BEGIN Supplied material

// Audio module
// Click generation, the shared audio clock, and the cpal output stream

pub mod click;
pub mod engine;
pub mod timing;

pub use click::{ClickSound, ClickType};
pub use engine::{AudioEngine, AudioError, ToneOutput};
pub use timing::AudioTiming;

END Supplied material

** Required action **
From the entries, copy out each line containing the word "engine".

** Reply **
pub mod engine;
pub use engine::{AudioEngine, AudioError, ToneOutput};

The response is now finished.